> **EXERCISE INSTRUCTIONS**
Repeat exactly the lines of the listing below, please, starting with the first and ending with the line containing "use tracing::debug;"; leave out the rest.

> **EXCERPTED DATA**

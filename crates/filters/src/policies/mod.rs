//! The built-in filter policies, one per dataset kind

mod county_sales;
mod generic;
mod index_by_year;
mod numeric_index;
mod regional_sales;

pub use county_sales::CountySalesPolicy;
pub use generic::GenericPolicy;
pub use index_by_year::IndexByYearPolicy;
pub use numeric_index::NumericIndexPolicy;
pub use regional_sales::RegionalSalesPolicy;

use crate::NumericRange;

/// `[1800, current_year]`
pub(crate) fn build_year_range(earliest: f64, current_year: i32) -> NumericRange {
    NumericRange::inclusive(earliest, f64::from(current_year))
}
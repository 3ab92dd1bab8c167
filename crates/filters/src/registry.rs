//! Kind-to-policy lookup table

use crate::policies::{
    CountySalesPolicy, GenericPolicy, IndexByYearPolicy, NumericIndexPolicy, RegionalSalesPolicy,
};
use crate::{DatasetKind, Error, FilterPolicy, NumericRange, Result};
use serde::{Deserialize, Serialize};
use std::collections::BTreeMap;
use tracing::debug;

/// Bound overrides for the built-in policies, as read from a config file
#[derive(Debug, Clone, Default, PartialEq, Serialize, Deserialize)]
#[serde(default)]
pub struct PolicySettings {
    pub regional_sales: RegionalSalesPolicy,
    pub county_sales: CountySalesPolicy,
    pub index_by_year: IndexByYearPolicy,
    pub numeric_index: NumericIndexPolicy,
}

impl PolicySettings {
    /// Every configured range, labelled `policy.field`
    pub fn ranges(&self) -> Vec<(&'static str, NumericRange)> {
        let r = &self.regional_sales;
        let c = &self.county_sales;
        vec![
            ("regional_sales.price", r.price),
            ("regional_sales.bedrooms", r.bedrooms),
            ("regional_sales.bathrooms", r.bathrooms),
            ("regional_sales.living_area", r.living_area),
            ("regional_sales.lot_area", r.lot_area),
            ("county_sales.price", c.price),
            ("county_sales.bedrooms", c.bedrooms),
            ("county_sales.bathrooms", c.bathrooms),
            ("county_sales.sqft_living", c.sqft_living),
            ("county_sales.sqft_lot", c.sqft_lot),
            ("county_sales.latitude", c.latitude),
            ("county_sales.longitude", c.longitude),
            ("county_sales.grade", c.grade),
            ("index_by_year.price", self.index_by_year.price),
            ("numeric_index.value", self.numeric_index.value),
        ]
    }

    /// Reject ranges that can never hold a value.
    pub fn validate(&self) -> Result<()> {
        for (name, range) in self.ranges() {
            if range.min.is_nan() || range.max.is_nan() || range.min > range.max {
                return Err(Error::InvalidConfig(format!("{} has an empty range {}", name, range)));
            }
        }
        Ok(())
    }
}

/// Registry mapping each [`DatasetKind`] to its policy
#[derive(Debug)]
pub struct PolicyRegistry {
    policies: BTreeMap<DatasetKind, Box<dyn FilterPolicy>>,
    fallback: GenericPolicy,
}

impl PolicyRegistry {
    /// An empty registry; every kind resolves to the generic policy.
    pub fn empty() -> Self {
        Self {
            policies: BTreeMap::new(),
            fallback: GenericPolicy,
        }
    }

    /// Registry with the built-in policies and their default bounds
    pub fn standard() -> Self {
        Self::from_settings(&PolicySettings::default())
    }

    pub fn from_settings(settings: &PolicySettings) -> Self {
        Self::empty()
            .register(settings.regional_sales.clone())
            .register(settings.county_sales.clone())
            .register(settings.index_by_year.clone())
            .register(settings.numeric_index.clone())
            .register(GenericPolicy)
    }

    /// Add or replace the policy for its kind.
    pub fn register<P: FilterPolicy + 'static>(mut self, policy: P) -> Self {
        let kind = policy.kind();
        if self.policies.insert(kind, Box::new(policy)).is_some() {
            debug!("Replaced policy for {}", kind);
        }
        self
    }

    /// The policy for `kind`, or the generic policy if none is registered.
    pub fn policy_for(&self, kind: DatasetKind) -> &dyn FilterPolicy {
        match self.policies.get(&kind) {
            Some(policy) => policy.as_ref(),
            None => &self.fallback,
        }
    }

    pub fn contains(&self, kind: DatasetKind) -> bool {
        self.policies.contains_key(&kind)
    }

    /// Registered kinds in order
    pub fn kinds(&self) -> impl Iterator<Item = DatasetKind> + '_ {
        self.policies.keys().copied()
    }
}

impl Default for PolicyRegistry {
    fn default() -> Self {
        Self::standard()
    }
}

> **EXERCISE OUTPUT**
filename crates/filters/src/policies/mod.rs
//! The built-in filter policies, one per dataset kind

mod county_sales;
mod generic;
mod index_by_year;
mod numeric_index;
mod regional_sales;

pub use county_sales::CountySalesPolicy;
pub use generic::GenericPolicy;
pub use index_by_year::IndexByYearPolicy;
pub use numeric_index::NumericIndexPolicy;
pub use regional_sales::RegionalSalesPolicy;

use crate::NumericRange;

/// `[1800, current_year]`
pub(crate) fn build_year_range(earliest: f64, current_year: i32) -> NumericRange {
    NumericRange::inclusive(earliest, f64::from(current_year))
}
repository 3ab92dd1bab8c167
filename crates/filters/src/registry.rs
//! Kind-to-policy lookup table

use crate::policies::{
    CountySalesPolicy, GenericPolicy, IndexByYearPolicy, NumericIndexPolicy, RegionalSalesPolicy,
};
use crate::{DatasetKind, Error, FilterPolicy, NumericRange, Result};
use serde::{Deserialize, Serialize};
use std::collections::BTreeMap;
use tracing::debug;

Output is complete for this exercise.